I know I said my last post was going to be the last one of the year... but what can I say, apparently I was wrong! :P

Kroger, 3830 Hickory Hill // courtesy kingskip1 on flickr

Anyway, I just wanted to share some news concerning Kroger Delta Division's recent announcement, as covered by the Memphis Business Journal (among other outlets). Primarily, this involves the closure of the location at 3830 Hickory Hill, which has reportedly been unprofitable for just shy of a decade - since 2006. That store will close at the end of next month, a period that will also see the grand reopening of the last (I think!) as-yet-unremodeled store purchased from Schnucks back in 2011, on Truse Parkway. Logic would dictate that at least one of two area stores to that one - S Mendenhall, 0.6 mile away, or S Perkins (a tiny store unremodeled by Kroger or Schnucks), 1 mile away - would close soon after the grand reopening, similar to how the Exeter Road store in Germantown closed when the expanded (well, basically rebuilt) Farmington Boulevard former Schnucks 0.5 mile away reopened this past August. In any case, I don't expect Kroger to announce anything on that front until closer to the actual time.

Kroger, 799 Truse Parkway // courtesy Bradley_Memphis on flickr

So, for those of you keeping count, that's at least two Kroger closures next month, and one grand reopening: the Union Avenue store is closing January 4th so construction can enter the next stages on the new Midtown store (update: store closed 1-2; demolition will be 1-4. I sincerely apologize for the inaccuracy), the Hickory Hill store is closing January 30th and will not be replaced (Kroger encourages customers to visit either the Riverdale or Winchester Road stores, both roughly about four miles away), and the Truse Parkway store is celebrating a grand reopening January 27th.

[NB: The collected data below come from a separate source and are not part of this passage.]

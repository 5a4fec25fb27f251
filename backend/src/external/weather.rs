//! Weather API client for fetching current conditions and daily outlooks
//!
//! Integrates with the Open-Meteo forecast API. Used to pre-fill the
//! prediction form and to raise simple same-day rain alerts.

use chrono::NaiveDate;
use reqwest::Client;
use serde::{Deserialize, Serialize};
use shared::{Coordinates, DATE_FORMAT};
use std::time::Duration;

use crate::config::WeatherConfig;
use crate::error::{AppError, AppResult};

const DEFAULT_TEMPERATURE: f64 = 20.0;
const DEFAULT_HUMIDITY: f64 = 70.0;
const DEFAULT_PRESSURE: f64 = 1013.0;
const DEFAULT_WIND_SPEED: f64 = 10.0;
const DEFAULT_CLOUD_COVER: f64 = 50.0;

const HEAVY_RAIN_MM: f64 = 50.0;
const HIGH_PROBABILITY_PCT: f64 = 80.0;

/// Weather API client
#[derive(Clone)]
pub struct WeatherClient {
    client: Client,
    base_url: String,
}

/// Current conditions in the shape of the prediction form
#[derive(Debug, Clone, Serialize, Deserialize, PartialEq)]
pub struct CurrentConditions {
    pub temperature: f64,
    pub humidity: f64,
    pub pressure: f64,
    pub wind_speed: f64,
    pub cloud_cover: f64,
    pub location: String,
    pub date: String,
}

/// Open-Meteo forecast response (current weather + hourly series)
#[derive(Debug, Deserialize)]
pub(crate) struct OMForecastResponse {
    current_weather: Option<OMCurrentWeather>,
    hourly: Option<OMHourly>,
}

#[derive(Debug, Deserialize)]
struct OMCurrentWeather {
    temperature: Option<f64>,
    windspeed: Option<f64>,
}

#[derive(Debug, Deserialize)]
struct OMHourly {
    #[serde(default)]
    relative_humidity_2m: Vec<Option<f64>>,
    #[serde(default)]
    surface_pressure: Vec<Option<f64>>,
    #[serde(default)]
    cloud_cover: Vec<Option<f64>>,
}

/// Open-Meteo daily outlook response
#[derive(Debug, Deserialize)]
pub(crate) struct OMDailyResponse {
    daily: Option<OMDaily>,
}

#[derive(Debug, Deserialize)]
struct OMDaily {
    #[serde(default)]
    precipitation_sum: Vec<Option<f64>>,
    #[serde(default)]
    precipitation_probability_max: Vec<Option<f64>>,
}

impl WeatherClient {
    /// Create a new WeatherClient
    pub fn new(config: &WeatherConfig) -> Result<Self, reqwest::Error> {
        Self::with_base_url(config.api_endpoint.clone(), config.timeout())
    }

    /// Create a new WeatherClient against a custom base URL
    pub fn with_base_url(base_url: String, timeout: Duration) -> Result<Self, reqwest::Error> {
        Ok(Self {
            client: Client::builder().timeout(timeout).build()?,
            base_url,
        })
    }

    async fn get_forecast<T: for<'de> Deserialize<'de>>(
        &self,
        coordinates: Coordinates,
        extra: &[(&str, &str)],
    ) -> AppResult<T> {
        let url = format!("{}/forecast", self.base_url.trim_end_matches('/'));
        let latitude = coordinates.latitude.to_string();
        let longitude = coordinates.longitude.to_string();

        let mut query = vec![
            ("latitude", latitude.as_str()),
            ("longitude", longitude.as_str()),
            ("timezone", "auto"),
        ];
        query.extend_from_slice(extra);

        let response = self
            .client
            .get(&url)
            .query(&query)
            .send()
            .await
            .map_err(|e| AppError::WeatherServiceUnavailable(format!("request failed: {}", e)))?;

        if !response.status().is_success() {
            let status = response.status();
            let body = response.text().await.unwrap_or_default();
            return Err(AppError::WeatherServiceUnavailable(format!(
                "Weather API error: {} - {}",
                status, body
            )));
        }

        response.json::<T>().await.map_err(|e| {
            AppError::WeatherServiceUnavailable(format!("Failed to parse weather response: {}", e))
        })
    }

    /// Fetch current conditions for form auto-fill
    ///
    /// `hour` selects the entry of the hourly series; `date` is echoed back.
    pub async fn get_current_conditions(
        &self,
        coordinates: Coordinates,
        location: &str,
        date: NaiveDate,
        hour: usize,
    ) -> AppResult<CurrentConditions> {
        let data: OMForecastResponse = self
            .get_forecast(
                coordinates,
                &[
                    ("current_weather", "true"),
                    (
                        "hourly",
                        "temperature_2m,relative_humidity_2m,surface_pressure,wind_speed_10m,cloud_cover",
                    ),
                ],
            )
            .await?;

        conditions_from_response(data, hour, location, date).ok_or_else(|| {
            AppError::WeatherServiceUnavailable("response lacks current or hourly data".into())
        })
    }

    /// Same-day rain alerts for a location
    pub async fn get_rain_alerts(&self, coordinates: Coordinates) -> AppResult<Vec<String>> {
        let data: OMDailyResponse = self
            .get_forecast(
                coordinates,
                &[("daily", "precipitation_sum,precipitation_probability_max")],
            )
            .await?;

        Ok(rain_alerts(&data))
    }
}

fn round1(value: f64) -> f64 {
    (value * 10.0).round() / 10.0
}

fn hourly_value(series: &[Option<f64>], hour: usize, default: f64) -> f64 {
    series.get(hour).copied().flatten().unwrap_or(default)
}

/// Convert an Open-Meteo response into form values, `None` when either the
/// current or hourly block is missing
pub(crate) fn conditions_from_response(
    data: OMForecastResponse,
    hour: usize,
    location: &str,
    date: NaiveDate,
) -> Option<CurrentConditions> {
    let current = data.current_weather?;
    let hourly = data.hourly?;

    Some(CurrentConditions {
        temperature: round1(current.temperature.unwrap_or(DEFAULT_TEMPERATURE)),
        humidity: round1(hourly_value(
            &hourly.relative_humidity_2m,
            hour,
            DEFAULT_HUMIDITY,
        )),
        pressure: round1(hourly_value(&hourly.surface_pressure, hour, DEFAULT_PRESSURE)),
        wind_speed: round1(current.windspeed.unwrap_or(DEFAULT_WIND_SPEED)),
        cloud_cover: round1(hourly_value(&hourly.cloud_cover, hour, DEFAULT_CLOUD_COVER)),
        location: location.to_string(),
        date: date.format(DATE_FORMAT).to_string(),
    })
}

/// Alerts for today's entry of the daily outlook
pub(crate) fn rain_alerts(data: &OMDailyResponse) -> Vec<String> {
    let Some(daily) = &data.daily else {
        return Vec::new();
    };
    let precipitation = daily.precipitation_sum.first().copied().flatten().unwrap_or(0.0);
    let probability = daily
        .precipitation_probability_max
        .first()
        .copied()
        .flatten()
        .unwrap_or(0.0);

    let mut alerts = Vec::new();
    if precipitation > HEAVY_RAIN_MM {
        alerts.push("Heavy rainfall expected today".to_string());
    } else if probability > HIGH_PROBABILITY_PCT {
        alerts.push("High probability of rain today".to_string());
    }
    alerts
}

Kroger, 1761 Union Avenue, during the changeover from Schnucks // courtesy MBJ

The other news Kroger shared was that it not only met, but exceeded its promise to upgrade Mid-South stores. I believe this great ambition arose as a corporate response to negative feedback on the public's part to Kroger's buyout of the Schnucks stores when that company vacated the area over four years ago, thereby leaving Kroger with a bit of a monopoly on the area's grocery scene. For its part, Kroger has done rather well heightening their perception to match their position here in the Mid-South, largely through major remodels and expansions (although, of course, that leaves us retail fans at a loss, with the removal of virtually all nonconforming décor packages...). In the announcement, Kroger released totals for many of its projects over the past two years. Those numbers are reprinted below from the MBJ, along with links to several of l_dawg2000's flickr albums documenting those renovations in progress, plus one of my own.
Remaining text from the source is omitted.